This is just a quick rundown of a general partnership. If you want a more detailed analysis of business law related articles check here.
A General Partnership is made up of a 2 or more people who decide that they want to enter into an agreement and create a business to make some money. Literally, that is nearly the exact words of the legal definition. It is presumed that if you and another person agree to do something legally together for some money, it’s a general partnership. Each partner is entitled to equal control in a business, and each retains one vote for making decisions.
A general partnership tends to have the same liabilities as other partnerships and is bound by the theory of agency. This basically means each partner is liable for the other partners problems, as long as it is associated with the business. Of course, it wouldn’t be fair under the eyes of the law if new partners were liable for old partners debts, so the law says that new partners to a partnership are not liable for pre-existing debts. But any capital the new partner brings in can be used to pay off such debts.
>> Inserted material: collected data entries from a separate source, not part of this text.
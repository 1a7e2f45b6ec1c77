use once_cell::sync::Lazy;
use regex::Regex;
use serde::{Deserialize, Serialize};
use std::env;
use std::fs;
use std::path::Path;

/// Pre-compiled regex for hostname validation (compiled once at first use)
static HOSTNAME_REGEX: Lazy<Regex> =
    Lazy::new(|| Regex::new(r"^[a-zA-Z0-9][-a-zA-Z0-9\.]*[a-zA-Z0-9]$").unwrap());

#[derive(Debug, Deserialize)]
pub struct RawConfigFile {
    #[serde(default)]
    pub database: Option<DatabaseSection>,
    #[serde(default)]
    pub server: Option<ServerSection>,
    #[serde(default)]
    pub logging: Option<LoggingSection>,
    #[serde(default)]
    pub messages: Option<MessagesSection>,
}

#[derive(Debug, Deserialize)]
pub struct LoggingSection {
    #[serde(default)]
    pub level: Option<String>,
    #[serde(default)]
    pub json: Option<bool>,
}

#[derive(Debug, Deserialize)]
pub struct ServerSection {
    #[serde(default)]
    pub host: Option<String>,
    #[serde(default)]
    pub port: Option<u16>,
}

#[derive(Debug, Deserialize)]
pub struct DatabaseSection {
    pub driver: String,
    #[serde(default)]
    pub path: Option<String>,
    #[serde(default)]
    pub host: Option<String>,
    #[serde(default)]
    pub port: Option<u16>,
    #[serde(default)]
    pub database: Option<String>,
    #[serde(default)]
    pub username: Option<String>,
    #[serde(default)]
    pub password: Option<String>,
}

#[derive(Debug, Deserialize)]
pub struct MessagesSection {
    #[serde(default)]
    pub locale: Option<String>,
}

#[derive(thiserror::Error, Debug)]
pub enum ConfigError {
    #[error("Io error: {0}")]
    Io(#[from] std::io::Error),
    #[error("Parse error: {0}")]
    Parse(String),
    #[error("Validation error: {0}")]
    Validation(String),
}

/// Load a RawConfigFile from a path. The format is inferred from the extension: .toml, .yaml/.yml, .json
pub fn load_raw_from_file<P: AsRef<Path>>(path: P) -> Result<RawConfigFile, ConfigError> {
    let path = path.as_ref();
    let s = fs::read_to_string(path)?;
    let ext = path
        .extension()
        .and_then(|s| s.to_str())
        .map(|s| s.to_ascii_lowercase());
    parse_config_str(&s, ext.as_deref())
}

/// Parse configuration from a string with optional format hint
#[inline]
fn parse_config_str(s: &str, ext: Option<&str>) -> Result<RawConfigFile, ConfigError> {
    match ext {
        #[cfg(feature = "toml")]
        Some("toml") => toml::from_str(s).map_err(|e| ConfigError::Parse(e.to_string())),
        #[cfg(feature = "yaml")]
        Some("yaml" | "yml") => {
            serde_yaml::from_str(s).map_err(|e| ConfigError::Parse(e.to_string()))
        }
        #[cfg(feature = "json")]
        Some("json") => serde_json::from_str(s).map_err(|e| ConfigError::Parse(e.to_string())),
        _ => parse_config_auto(s),
    }
}

/// Try to parse config by attempting each enabled format
#[inline]
fn parse_config_auto(s: &str) -> Result<RawConfigFile, ConfigError> {
    // Try each format in order, collecting the last error
    #[cfg(feature = "yaml")]
    if let Ok(cfg) = serde_yaml::from_str(s) {
        return Ok(cfg);
    }

    #[cfg(feature = "toml")]
    if let Ok(cfg) = toml::from_str(s) {
        return Ok(cfg);
    }

    #[cfg(feature = "json")]
    if let Ok(cfg) = serde_json::from_str(s) {
        return Ok(cfg);
    }

    #[cfg(any(feature = "yaml", feature = "toml", feature = "json"))]
    {
        Err(ConfigError::Parse(
            "failed to parse config as any supported format".into(),
        ))
    }

    #[cfg(not(any(feature = "yaml", feature = "toml", feature = "json")))]
    {
        let _ = s; // suppress unused warning
        Err(ConfigError::Parse("no config format enabled".into()))
    }
}

/// Concrete application configuration with defaults.
#[derive(Debug, Clone, PartialEq, Serialize)]
pub struct Config {
    pub server: ServerConfig,
    pub logging: LoggingConfig,
    pub database: DatabaseConfig,
    pub messages: MessagesConfig,
}

#[derive(Debug, Clone, PartialEq, Serialize)]
pub struct ServerConfig {
    pub host: String,
    pub port: u16,
}

#[derive(Debug, Clone, PartialEq, Serialize)]
pub struct LoggingConfig {
    pub level: String,
    pub json: bool,
}

#[derive(Debug, Clone, PartialEq, Serialize)]
pub struct DatabaseConfig {
    pub driver: String,
    pub path: Option<String>,
    pub host: Option<String>,
    pub port: Option<u16>,
    pub database: Option<String>,
    pub username: Option<String>,
    pub password: Option<String>,
}

#[derive(Debug, Clone, PartialEq, Serialize)]
pub struct MessagesConfig {
    pub locale: String,
}

impl Default for Config {
    fn default() -> Self {
        Self {
            server: ServerConfig {
                host: "0.0.0.0".to_string(),
                port: 8080,
            },
            logging: LoggingConfig {
                level: "info".to_string(),
                json: false,
            },
            database: DatabaseConfig {
                driver: "sqlite".to_string(),
                path: Some("bawaba.sqlite".to_string()),
                host: None,
                port: None,
                database: None,
                username: None,
                password: None,
            },
            messages: MessagesConfig {
                locale: "en".to_string(),
            },
        }
    }
}

/// Helper macro to apply optional value if present
macro_rules! apply_opt {
    ($target:expr, $source:expr) => {
        if let Some(v) = $source {
            $target = v;
        }
    };
}

/// Helper macro to apply option field directly if it has a value
macro_rules! apply_opt_field {
    ($target:expr, $source:expr) => {
        if $source.is_some() {
            $target = $source;
        }
    };
}

/// Load concrete `Config` from optional file and environment variables.
/// Environment variables take precedence over file values and defaults.
pub fn load_config<P: AsRef<Path>>(path: Option<P>) -> Result<Config, ConfigError> {
    let mut cfg = Config::default();

    // Start with file values if provided
    if let Some(p) = path {
        let raw = load_raw_from_file(p)?;
        if let Some(server) = raw.server {
            apply_opt!(cfg.server.host, server.host);
            apply_opt!(cfg.server.port, server.port);
        }
        if let Some(logging) = raw.logging {
            apply_opt!(cfg.logging.level, logging.level);
            apply_opt!(cfg.logging.json, logging.json);
        }
        if let Some(db) = raw.database {
            cfg.database.driver = db.driver;
            apply_opt_field!(cfg.database.path, db.path);
            apply_opt_field!(cfg.database.host, db.host);
            apply_opt_field!(cfg.database.port, db.port);
            apply_opt_field!(cfg.database.database, db.database);
            apply_opt_field!(cfg.database.username, db.username);
            apply_opt_field!(cfg.database.password, db.password);
        }
        if let Some(messages) = raw.messages {
            apply_opt!(cfg.messages.locale, messages.locale);
        }
    }

    // Apply environment variable overrides (env takes precedence)
    apply_env_overrides(&mut cfg)?;

    Ok(cfg)
}

/// Helper to parse env var as a specific type
#[inline]
fn env_parse<T: std::str::FromStr>(key: &str) -> Result<Option<T>, ConfigError>
where
    T::Err: std::fmt::Display,
{
    match env::var(key) {
        Ok(v) => v
            .parse::<T>()
            .map(Some)
            .map_err(|e| ConfigError::Parse(format!("invalid {}: {}", key, e))),
        Err(_) => Ok(None),
    }
}

/// Helper to parse env var as bool
#[inline]
fn env_bool(key: &str) -> Result<Option<bool>, ConfigError> {
    match env::var(key) {
        Ok(v) => match v.to_ascii_lowercase().as_str() {
            "1" | "true" | "yes" | "y" => Ok(Some(true)),
            "0" | "false" | "no" | "n" => Ok(Some(false)),
            _ => Err(ConfigError::Parse(format!("invalid {}", key))),
        },
        Err(_) => Ok(None),
    }
}

/// Helper to get env var as string
#[inline]
fn env_str(key: &str) -> Option<String> {
    env::var(key).ok()
}

/// Apply all environment variable overrides to config
fn apply_env_overrides(cfg: &mut Config) -> Result<(), ConfigError> {
    // Server
    if let Some(v) = env_str("BAWABA_SERVER_HOST") {
        cfg.server.host = v;
    }
    if let Some(v) = env_parse::<u16>("BAWABA_SERVER_PORT")? {
        cfg.server.port = v;
    }

    // Logging
    if let Some(v) = env_str("BAWABA_LOG_LEVEL") {
        cfg.logging.level = v;
    }
    if let Some(v) = env_bool("BAWABA_LOG_JSON")? {
        cfg.logging.json = v;
    }

    // Database
    if let Some(v) = env_str("BAWABA_DATABASE_DRIVER") {
        cfg.database.driver = v;
    }
    if let Some(v) = env_str("BAWABA_DATABASE_PATH") {
        cfg.database.path = Some(v);
    }
    if let Some(v) = env_str("BAWABA_DATABASE_HOST") {
        cfg.database.host = Some(v);
    }
    if let Some(v) = env_parse::<u16>("BAWABA_DATABASE_PORT")? {
        cfg.database.port = Some(v);
    }
    if let Some(v) = env_str("BAWABA_DATABASE_NAME") {
        cfg.database.database = Some(v);
    }
    if let Some(v) = env_str("BAWABA_DATABASE_USERNAME") {
        cfg.database.username = Some(v);
    }
    if let Some(v) = env_str("BAWABA_DATABASE_PASSWORD") {
        cfg.database.password = Some(v);
    }
    // Backwards-compatible alias
    if let Some(v) = env_str("BAWABA_DATABASE_URL") {
        cfg.database.path = Some(v);
    }

    // Messages
    if let Some(v) = env_str("BAWABA_MESSAGES_LOCALE") {
        cfg.messages.locale = v;
    }

    Ok(())
}

/// Validate higher-level constraints on the resolved configuration.
pub fn validate_config(cfg: &Config) -> Result<(), ConfigError> {
    // server port range
    if cfg.server.port == 0 {
        return Err(ConfigError::Validation("server.port must be > 0".into()));
    }
    // validate server.host: allow IPs or simple hostname pattern
    let host_ok = cfg.server.host.parse::<std::net::IpAddr>().is_ok()
        || HOSTNAME_REGEX.is_match(&cfg.server.host);
    if !host_ok {
        return Err(ConfigError::Validation(format!(
            "invalid server.host: {}",
            cfg.server.host
        )));
    }
    // database driver must be one of the supported backends
    match cfg.database.driver.as_str() {
        "sqlite" | "postgres" | "mysql" => {}
        other => {
            return Err(ConfigError::Validation(format!(
                "unsupported database.driver: {other}"
            )));
        }
    }
    // locale must be known to the message catalog
    match cfg.messages.locale.as_str() {
        "en" | "ar" => {}
        other => {
            return Err(ConfigError::Validation(format!(
                "unsupported messages.locale: {other}"
            )));
        }
    }
    Ok(())
}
A partner may never self-deal, obtain secret profits, or avoid paying the other partners their shares. However, a partner does have the ability to transfer the rights of their profits. This is usually hard to do but if they are liquid enough they can be transferred.
When it comes to deciding whose property is who’s in a partnership it depends on who bought what and what the purpose was fore. If a partner’s own personal assets were used to purchase partnership property than those assets are still theirs. However, if partnership assets were used to purchase property than that property is owned by the partnership.
If the partners have not made an agreement that sets forth how the partnership will be dissolved, it will be terminated by either partner whenever they tell the other partner. The partnership will still be liable on all outstanding debts. When a dissolution starts a winding up of the business occurs. So, all outside parties who the partners owe debt to will be paid, then the partners will be returned all their capital (money they put in the business) then anything left over after taking away all the losses will be profits for the partnership.